Improve Chaotic Lifestyles

Certain people can seem to have an inability to be consistently organised, each day they keep putting things off, avoiding tasks and over time, they become overwhelmed by the chaos. This disorganisation can cause multiple problems such as bills not being paid, missing appointments, poor living conditions, lost items, children missing school, poor money management, untidy homes, relationship conflicts, difficulty caring for themselves or their children. These types of difficulties tend to cause concern and may well come to the attention of the local authorities.

If you view extreme chaos to be at one end of the scale and extreme Rigidity at the other, it’s possible to rate where people are on the scale. For example, rate yourself, then rate your partner, alternatively, how tidy is your desk or work space compare to your colleague.

Rigidity  5  4  3  2  1  0  1  2  3  4  5  Chaos

As a practitioner, you will rate the organisational ability in every home you visit, without realising it, but it’s only when you enter a home that is chaotic that it becomes a conscious thought.

The reasons for the chaos are numerous including neurological dysfunction such as with children with ADHD and an off shoot from this can be impulsiveness. Some people high on the creativity scale can appear to be very disorganised. Other causal factors may include people who are overwhelmed with stress, have learning difficulties, suffer with mental health issues, substance abuse, etc.

Often organised people are baffled by disorganised people, they become annoyed with the turmoil, resent having to clear up their mess and feel they lack discipline but the reason for outlining these casual factors is to make people aware that in many cases disorganised people don’t function in the same way and are unlikely to respond to requests and reprimands.

Finding the right approach to help people with chaotic lifestyles depends on establishing the cause.
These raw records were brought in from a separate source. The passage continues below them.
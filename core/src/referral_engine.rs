//! ReferralCommissionEngine: pays up to three referral ancestors.
//!
//! Levels:
//!   L1 = direct referrer, L2 = referrer's referrer, L3 = the next one up.
//!
//! Rules:
//!   - `deposit` events pay L1 only, at `referral_l1_deposit_percent`.
//!   - `earning` events pay every resolved level at its own rate.
//!   - Every level is computed off the same base amount (no compounding).
//!   - A chain shorter than three simply pays fewer levels.
//!
//! A failed cascade is rolled back to its savepoint and logged for
//! reconciliation; the credit that triggered it stays applied.

use crate::{
    balance_ledger::{BalanceLedger, EntryKind},
    config::LedgerConfig,
    error::LedgerResult,
    event::LedgerEvent,
    model::{CommissionType, ReferralCommission},
    subsystem::LedgerContext,
    types::{round_money, Money, Pool, UserId},
};
use std::collections::HashSet;

pub const MAX_LEVELS: usize = 3;

/// One commission owed to one ancestor, before anything is persisted.
#[derive(Debug, Clone, PartialEq)]
pub struct CommissionPayout {
    pub referrer_id: UserId,
    pub level: u8,
    pub rate: f64,
    pub amount: Money,
}

/// Pure commission math. `ancestors[0]` is L1.
pub fn plan_commissions(
    commission_type: CommissionType,
    base: Money,
    ancestors: &[UserId],
    config: &LedgerConfig,
) -> Vec<CommissionPayout> {
    if !base.is_finite() || base <= 0.0 {
        return Vec::new();
    }
    let levels = match commission_type {
        CommissionType::Deposit => 1,
        CommissionType::Earning => MAX_LEVELS,
    };
    ancestors
        .iter()
        .take(levels)
        .enumerate()
        .filter_map(|(idx, referrer_id)| {
            let level = (idx + 1) as u8;
            let rate = match commission_type {
                CommissionType::Deposit => config.referral_l1_deposit_percent,
                CommissionType::Earning => config.earning_rate(level),
            };
            let amount = round_money(base * rate / 100.0);
            (amount > 0.0).then(|| CommissionPayout {
                referrer_id: referrer_id.clone(),
                level,
                rate,
                amount,
            })
        })
        .collect()
}

pub struct ReferralCommissionEngine<'a> {
    ctx: LedgerContext<'a>,
}

impl<'a> ReferralCommissionEngine<'a> {
    pub fn new(ctx: LedgerContext<'a>) -> Self {
        Self { ctx }
    }

    /// Follow `referred_by` links upward, at most three hops. Stops early at
    /// the top of the chain or if a link loops back on itself.
    pub fn resolve_ancestors(&self, user_id: &str) -> LedgerResult<Vec<UserId>> {
        let mut ancestors = Vec::with_capacity(MAX_LEVELS);
        let mut seen: HashSet<UserId> = HashSet::from([user_id.to_string()]);
        let mut current = user_id.to_string();
        while ancestors.len() < MAX_LEVELS {
            let Some(parent) = self.ctx.store.referrer_of(&current)? else {
                break;
            };
            if !seen.insert(parent.clone()) {
                log::warn!("referral: cycle in referral chain of {user_id} at {parent}");
                break;
            }
            ancestors.push(parent.clone());
            current = parent;
        }
        Ok(ancestors)
    }

    /// Pay the cascade for one qualifying event.
    ///
    /// Never fails the caller unless `strict_audit` is set: any error is
    /// logged for reconciliation and an empty list is returned.
    pub fn pay(
        &self,
        commission_type: CommissionType,
        referred_user_id: &str,
        base: Money,
        source_id: Option<&str>,
        out: &mut Vec<LedgerEvent>,
    ) -> LedgerResult<Vec<ReferralCommission>> {
        let mut events = Vec::new();
        let result = self.ctx.store.in_savepoint("commission_cascade", || {
            self.cascade(commission_type, referred_user_id, base, source_id, &mut events)
        });
        match result {
            Ok(paid) => {
                out.extend(events);
                Ok(paid)
            }
            Err(e) if self.ctx.config.strict_audit => Err(e),
            Err(e) => {
                log::error!(
                    "reconciliation: {} commission for {referred_user_id} on base {base:.2} \
                     (source {}) not paid: {e}",
                    commission_type.as_str(),
                    source_id.unwrap_or("-"),
                );
                Ok(Vec::new())
            }
        }
    }

    fn cascade(
        &self,
        commission_type: CommissionType,
        referred_user_id: &str,
        base: Money,
        source_id: Option<&str>,
        out: &mut Vec<LedgerEvent>,
    ) -> LedgerResult<Vec<ReferralCommission>> {
        let ancestors = self.resolve_ancestors(referred_user_id)?;
        let payouts = plan_commissions(commission_type, base, &ancestors, self.ctx.config);
        let ledger = BalanceLedger::new(self.ctx);

        let mut paid = Vec::with_capacity(payouts.len());
        for payout in payouts {
            ledger.credit(
                &payout.referrer_id,
                Pool::Spendable,
                payout.amount,
                EntryKind::ReferralCommission,
                source_id,
            )?;

            let record = ReferralCommission {
                id: uuid::Uuid::new_v4().to_string(),
                referrer_id: payout.referrer_id.clone(),
                referred_user_id: referred_user_id.to_string(),
                commission_type,
                level: payout.level,
                amount: payout.amount,
                commission_rate: payout.rate,
                source_id: source_id.map(str::to_string),
                created_at: self.ctx.now,
            };
            self.ctx.audit(
                "referral commission",
                self.ctx.store.insert_referral_commission(&record),
            )?;

            log::info!(
                "referral: L{} {} commission {:.2} ({}%) to {} from {referred_user_id}",
                payout.level,
                commission_type.as_str(),
                payout.amount,
                payout.rate,
                payout.referrer_id,
            );
            out.push(LedgerEvent::CommissionPaid {
                referrer_id: payout.referrer_id,
                referred_user_id: referred_user_id.to_string(),
                commission_type: commission_type.as_str().to_string(),
                level: payout.level,
                amount: payout.amount,
            });
            paid.push(record);
        }
        Ok(paid)
    }
}
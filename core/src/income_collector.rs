//! DailyIncomeCollector: turns elapsed investment days into locked income.
//!
//! Accrual window:
//!   elapsed  = whole days since the accrual anchor (last collection, or start)
//!   days     = min(elapsed, duration - days already collected)
//!   once the term is over, every remaining day is collectable at once
//!
//! The final collection pays the exact remainder of the plan's total
//! profit, so per-day rounding never adds up to more or less than promised.
//!
//! Collection is a compare-and-swap on `total_days_collected`: a second
//! collector racing on the same window finds nothing to collect.

use crate::{
    balance_ledger::{BalanceLedger, EntryKind},
    config::ExpiryPolicy,
    error::{LedgerError, LedgerResult},
    event::LedgerEvent,
    investment_state::InvestmentStateMachine,
    model::{CommissionType, IncomeSource, IncomeTransaction, Investment, InvestmentStatus, Plan},
    referral_engine::ReferralCommissionEngine,
    subsystem::LedgerContext,
    types::{round_money, InvestmentId, Money, Pool},
};
use chrono::{DateTime, Utc};
use serde::Serialize;

/// What a collection at a given instant would pay.
#[derive(Debug, Clone, Copy, PartialEq)]
pub struct Accrual {
    pub days: i64,
    pub amount: Money,
    pub is_final: bool,
}

impl Accrual {
    const NONE: Accrual = Accrual {
        days: 0,
        amount: 0.0,
        is_final: false,
    };
}

/// Pure accrual math over the investment's own counters.
pub fn compute_accrual(inv: &Investment, plan: &Plan, now: DateTime<Utc>) -> Accrual {
    let remaining = (plan.duration_days - inv.total_days_collected).max(0);
    if remaining == 0 {
        return Accrual::NONE;
    }
    let elapsed = if inv.has_matured(now) {
        remaining
    } else {
        (now - inv.accrual_anchor()).num_days().max(0)
    };
    let days = elapsed.min(remaining);
    if days == 0 {
        return Accrual::NONE;
    }

    let is_final = days == remaining;
    let amount = if is_final {
        round_money((plan.total_profit(inv.amount_invested) - inv.profit_collected).max(0.0))
    } else {
        round_money(plan.profit_per_day(inv.amount_invested) * days as f64)
    };
    Accrual {
        days,
        amount,
        is_final,
    }
}

/// Result of one successful collection.
#[derive(Debug, Clone, Serialize, PartialEq)]
pub struct CollectionReceipt {
    pub investment_id: InvestmentId,
    pub amount_credited: Money,
    pub days_collected: i64,
    pub is_final: bool,
    pub capital_returned: Money,
    pub balance: Money,
    pub earned_balance: Money,
}

pub struct DailyIncomeCollector<'a> {
    ctx: LedgerContext<'a>,
}

impl<'a> DailyIncomeCollector<'a> {
    pub fn new(ctx: LedgerContext<'a>) -> Self {
        Self { ctx }
    }

    /// Collect whatever `user_id` is owed on one of their investments.
    pub fn collect(
        &self,
        investment_id: &str,
        user_id: &str,
        out: &mut Vec<LedgerEvent>,
    ) -> LedgerResult<CollectionReceipt> {
        let inv = self
            .ctx
            .store
            .get_investment(investment_id)?
            .ok_or_else(|| LedgerError::not_found("investment", investment_id))?;
        if inv.user_id != user_id {
            return Err(LedgerError::Forbidden(format!(
                "investment {investment_id} does not belong to {user_id}"
            )));
        }
        if inv.status != InvestmentStatus::Active {
            log::debug!("income: {investment_id} is {}", inv.status.as_str());
            return Err(LedgerError::InvestmentNotActive(investment_id.to_string()));
        }
        if self.ctx.config.expiry_policy == ExpiryPolicy::Forfeit && inv.has_matured(self.ctx.now) {
            log::debug!("income: {investment_id} matured under forfeit");
            return Err(LedgerError::InvestmentNotActive(investment_id.to_string()));
        }
        let plan = self
            .ctx
            .store
            .get_plan(&inv.plan_id)?
            .ok_or_else(|| LedgerError::not_found("plan", &inv.plan_id))?;

        self.apply(&inv, &plan, out)?
            .ok_or_else(|| LedgerError::NothingToCollect(investment_id.to_string()))
    }

    /// Pay the current accrual window of an active investment. `None` means
    /// there was nothing to pay, or a concurrent collector won the window.
    pub(crate) fn apply(
        &self,
        inv: &Investment,
        plan: &Plan,
        out: &mut Vec<LedgerEvent>,
    ) -> LedgerResult<Option<CollectionReceipt>> {
        let accrual = compute_accrual(inv, plan, self.ctx.now);
        if accrual.days == 0 {
            return Ok(None);
        }
        if !self.ctx.store.advance_collection(
            &inv.id,
            inv.total_days_collected,
            accrual.days,
            accrual.amount,
            self.ctx.now,
        )? {
            log::info!("income: window on {} already collected", inv.id);
            return Ok(None);
        }

        let ledger = BalanceLedger::new(self.ctx);
        if accrual.amount > 0.0 {
            ledger.credit(
                &inv.user_id,
                Pool::Locked,
                accrual.amount,
                EntryKind::DailyIncome,
                Some(&inv.id),
            )?;
        }

        let tx = IncomeTransaction {
            id: uuid::Uuid::new_v4().to_string(),
            investment_id: inv.id.clone(),
            user_id: inv.user_id.clone(),
            amount: accrual.amount,
            days_collected: accrual.days,
            is_final_collection: accrual.is_final,
            source: IncomeSource::Collection,
            status: "completed".into(),
            transferred_at: None,
            created_at: self.ctx.now,
        };
        self.ctx
            .audit("income transaction", self.ctx.store.insert_income_transaction(&tx))?;

        log::info!(
            "income: {} collected {:.2} for {} day(s) on {}{}",
            inv.user_id,
            accrual.amount,
            accrual.days,
            inv.id,
            if accrual.is_final { " (final)" } else { "" }
        );
        out.push(LedgerEvent::IncomeCollected {
            investment_id: inv.id.clone(),
            user_id: inv.user_id.clone(),
            amount: accrual.amount,
            days: accrual.days,
            is_final: accrual.is_final,
        });

        let mut capital_returned = 0.0;
        if accrual.is_final {
            let closed = InvestmentStateMachine::new(self.ctx).close(
                inv,
                plan,
                InvestmentStatus::Completed,
                out,
            )?;
            capital_returned = closed.unwrap_or(0.0);
        }

        if accrual.amount > 0.0 {
            ReferralCommissionEngine::new(self.ctx).pay(
                CommissionType::Earning,
                &inv.user_id,
                accrual.amount,
                Some(&tx.id),
                out,
            )?;
        }

        Ok(Some(CollectionReceipt {
            investment_id: inv.id.clone(),
            amount_credited: accrual.amount,
            days_collected: accrual.days,
            is_final: accrual.is_final,
            capital_returned,
            balance: ledger.balance(&inv.user_id, Pool::Spendable)?,
            earned_balance: ledger.balance(&inv.user_id, Pool::Locked)?,
        }))
    }

    /// Move the not-yet-transferred income of one investment from the locked
    /// pool to the spendable pool. The move is capped at what the locked pool
    /// holds. Returns the amount moved.
    pub fn transfer_earnings(
        &self,
        user_id: &str,
        investment_id: &str,
        out: &mut Vec<LedgerEvent>,
    ) -> LedgerResult<Money> {
        let inv = self
            .ctx
            .store
            .get_investment(investment_id)?
            .ok_or_else(|| LedgerError::not_found("investment", investment_id))?;
        if inv.user_id != user_id {
            return Err(LedgerError::Forbidden(format!(
                "investment {investment_id} does not belong to {user_id}"
            )));
        }

        let ledger = BalanceLedger::new(self.ctx);
        let pending = round_money(self.ctx.store.untransferred_income(investment_id, user_id)?);
        if pending <= 0.0 {
            return Ok(0.0);
        }
        let locked = ledger.balance(user_id, Pool::Locked)?;
        let amount = round_money(pending.min(locked));
        if amount < pending {
            log::warn!(
                "income: {user_id} has {pending:.2} untransferred on {investment_id} \
                 but only {locked:.2} locked; moving {amount:.2}"
            );
        }

        if amount > 0.0 {
            ledger.transfer_pool(
                user_id,
                Pool::Locked,
                Pool::Spendable,
                amount,
                EntryKind::EarningsUnlock,
                Some(investment_id),
            )?;
        }
        let rows = self
            .ctx
            .store
            .mark_income_transferred(investment_id, user_id, self.ctx.now)?;

        log::info!("income: {user_id} unlocked {amount:.2} from {rows} row(s) on {investment_id}");
        out.push(LedgerEvent::EarningsTransferred {
            user_id: user_id.to_string(),
            investment_id: investment_id.to_string(),
            amount,
        });
        Ok(amount)
    }
}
For example, someone with learning difficulties isn’t suddenly going to change or an impulsive person isn’t going to stop and think about the consequences before making a decision.

General Approach
Initially, overcoming a chaotic lifestyle could be helped by encouraging the individual to develop a series of organisational behaviours to develop positive habits, prepare procedures and create systems. Try reversing the chaos by starting with simple tasks, create assignments where the individual allocates time just to do one thing. The individual could suggest a task they could manage, for example, putting things away. If successful, recognise accomplishments, reward with complements and encourage them to add another task and so on in the process of making continuous improvement in the persons capabilities. Things may not be perfect but any improvement is better than none.
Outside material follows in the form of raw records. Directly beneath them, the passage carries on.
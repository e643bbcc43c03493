//! SQLite persistence layer.
//!
//! RULE: Only the store talks to the database.
//! Services call store methods and never execute SQL directly.
//!
//! Balance columns are only ever changed with relative `col = col + ?`
//! updates; nothing here writes an absolute balance read earlier.

use crate::{
    error::{LedgerError, LedgerResult},
    event::EventLogEntry,
    types::{Money, Pool, UserId},
};
use chrono::{DateTime, Utc};
use rusqlite::{params, Connection};
use serde::Serialize;
use std::time::Duration;

mod admin;
mod cash;
mod investments;
mod referrals;
mod users;


pub use users::ReferralRow;

pub struct LedgerStore {
    conn: Connection,
}

/// One row of the balance audit trail.
#[derive(Debug, Clone, Serialize)]
pub struct LedgerEntryRow {
    pub id: i64,
    pub user_id: UserId,
    pub pool: String,
    pub delta: Money,
    pub kind: String,
    pub reference_id: Option<String>,
    pub created_at: DateTime<Utc>,
}

/// How long a writer waits for another connection's write lock.
const BUSY_TIMEOUT: Duration = Duration::from_secs(10);

impl LedgerStore {
    pub fn open(path: &str) -> LedgerResult<Self> {
        let conn = Connection::open_with_flags(
            path,
            rusqlite::OpenFlags::SQLITE_OPEN_READ_WRITE
                | rusqlite::OpenFlags::SQLITE_OPEN_CREATE
                | rusqlite::OpenFlags::SQLITE_OPEN_URI,
        )?;
        // WAL mode only for real files (shared-memory and :memory: ignore it).
        let _ = conn.execute_batch("PRAGMA journal_mode=WAL;");
        conn.execute_batch("PRAGMA foreign_keys=ON;")?;
        conn.busy_timeout(BUSY_TIMEOUT)?;
        Ok(Self { conn })
    }

    /// Open an in-memory database (used in tests).
    pub fn in_memory() -> LedgerResult<Self> {
        let conn = Connection::open(":memory:")?;
        conn.execute_batch("PRAGMA foreign_keys=ON;")?;
        Ok(Self { conn })
    }

    /// Apply all schema migrations in order.
    pub fn migrate(&self) -> LedgerResult<()> {
        self.conn
            .execute_batch(include_str!("../../../migrations/001_foundation.sql"))?;
        self.conn
            .execute_batch(include_str!("../../../migrations/002_investments.sql"))?;
        self.conn
            .execute_batch(include_str!("../../../migrations/003_referrals.sql"))?;
        self.conn
            .execute_batch(include_str!("../../../migrations/004_cash_movements.sql"))?;
        Ok(())
    }

    // ── Transactions ───────────────────────────────────────────

    /// Run `f` inside one atomic unit of work.
    ///
    /// The outermost call opens `BEGIN IMMEDIATE`, which takes the write
    /// lock up front: two connections racing on the same investment are
    /// serialised here, and the second one reads the first one's commit.
    /// Calls made while a transaction is already open become savepoints.
    pub fn in_transaction<T>(&self, f: impl FnOnce() -> LedgerResult<T>) -> LedgerResult<T> {
        if !self.conn.is_autocommit() {
            return self.in_savepoint("ledger_nested", f);
        }
        self.conn.execute_batch("BEGIN IMMEDIATE")?;
        match f() {
            Ok(value) => match self.conn.execute_batch("COMMIT") {
                Ok(()) => Ok(value),
                Err(e) => {
                    self.rollback();
                    Err(e.into())
                }
            },
            Err(e) => {
                self.rollback();
                Err(e)
            }
        }
    }

    /// Run `f` so that a failure undoes only its own writes, leaving the
    /// enclosing transaction usable.
    pub fn in_savepoint<T>(
        &self,
        name: &str,
        f: impl FnOnce() -> LedgerResult<T>,
    ) -> LedgerResult<T> {
        self.conn.execute_batch(&format!("SAVEPOINT {name}"))?;
        match f() {
            Ok(value) => {
                self.conn.execute_batch(&format!("RELEASE {name}"))?;
                Ok(value)
            }
            Err(e) => {
                if let Err(rb) = self
                    .conn
                    .execute_batch(&format!("ROLLBACK TO {name}; RELEASE {name}"))
                {
                    log::error!("store: rollback to savepoint {name} failed: {rb}");
                }
                Err(e)
            }
        }
    }

    fn rollback(&self) {
        if let Err(e) = self.conn.execute_batch("ROLLBACK") {
            log::error!("store: rollback failed: {e}");
        }
    }

    // ── Balance audit trail ────────────────────────────────────

    pub fn insert_ledger_entry(
        &self,
        user_id: &str,
        pool: Pool,
        delta: Money,
        kind: &str,
        reference_id: Option<&str>,
        at: DateTime<Utc>,
    ) -> LedgerResult<()> {
        self.conn.execute(
            "INSERT INTO ledger_entries (user_id, pool, delta, kind, reference_id, created_at)
             VALUES (?1, ?2, ?3, ?4, ?5, ?6)",
            params![user_id, pool.as_str(), delta, kind, reference_id, at],
        )?;
        Ok(())
    }

    pub fn ledger_entries_for(&self, user_id: &str) -> LedgerResult<Vec<LedgerEntryRow>> {
        let mut stmt = self.conn.prepare(
            "SELECT id, user_id, pool, delta, kind, reference_id, created_at
             FROM ledger_entries WHERE user_id = ?1
             ORDER BY id ASC",
        )?;
        let rows = stmt.query_map(params![user_id], |row| {
            Ok(LedgerEntryRow {
                id: row.get(0)?,
                user_id: row.get(1)?,
                pool: row.get(2)?,
                delta: row.get(3)?,
                kind: row.get(4)?,
                reference_id: row.get(5)?,
                created_at: row.get(6)?,
            })
        })?;
        rows.collect::<Result<Vec<_>, _>>().map_err(Into::into)
    }

    // ── Event log ──────────────────────────────────────────────

    pub fn append_event(&self, entry: &EventLogEntry) -> LedgerResult<()> {
        self.conn.execute(
            "INSERT INTO event_log (component, event_type, payload, created_at)
             VALUES (?1, ?2, ?3, ?4)",
            params![entry.component, entry.event_type, entry.payload, entry.created_at],
        )?;
        Ok(())
    }

    pub fn events_of_type(&self, event_type: &str) -> LedgerResult<Vec<EventLogEntry>> {
        let mut stmt = self.conn.prepare(
            "SELECT id, component, event_type, payload, created_at
             FROM event_log WHERE event_type = ?1
             ORDER BY id ASC",
        )?;
        let entries = stmt
            .query_map(params![event_type], |row| {
                Ok(EventLogEntry {
                    id: Some(row.get(0)?),
                    component: row.get(1)?,
                    event_type: row.get(2)?,
                    payload: row.get(3)?,
                    created_at: row.get(4)?,
                })
            })?
            .collect::<Result<Vec<_>, _>>()?;
        Ok(entries)
    }

    /// Raw row count of a known table. Test and tooling helper.
    pub fn row_count(&self, table: &str) -> LedgerResult<i64> {
        const TABLES: &[&str] = &[
            "user_profiles",
            "plans",
            "investments",
            "income_transactions",
            "referral_commissions",
            "agent_eligibility_tracking",
            "bonus_transactions",
            "admin_logs",
            "ledger_entries",
            "event_log",
            "deposits",
            "withdrawals",
        ];
        if !TABLES.contains(&table) {
            return Err(LedgerError::Validation(format!("unknown table '{table}'")));
        }
        let count: i64 = self
            .conn
            .query_row(&format!("SELECT COUNT(*) FROM {table}"), [], |row| row.get(0))?;
        Ok(count)
    }
}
Often people with a chaotic lifestyle benefit from an advocacy service to help represent them, secure benefits, request help, manage debts, etc.

Identify the Cause
It’s worthwhile spending time trying to identify what is causing the chaos and finding a way to target the cause which could be the key to effective change. Once the cause has been recognised, its then a matter of what (if anything) can be done to change it. For instance, improving parental consistency, altering work/life balance, reducing stress, overcoming depression, dealing with substance abuse. However, problems with neurological dysfunction may not be resolved and its worth considering bringing in support. 

Team Support Approach
Finding the right support depends on identifying which of the key competences the individual is not adequately coping with. Then using advocacy skills to represent the person and secure the services they need. Bring in support from parents, friends, teachers, volunteers or collaborate with specialised services.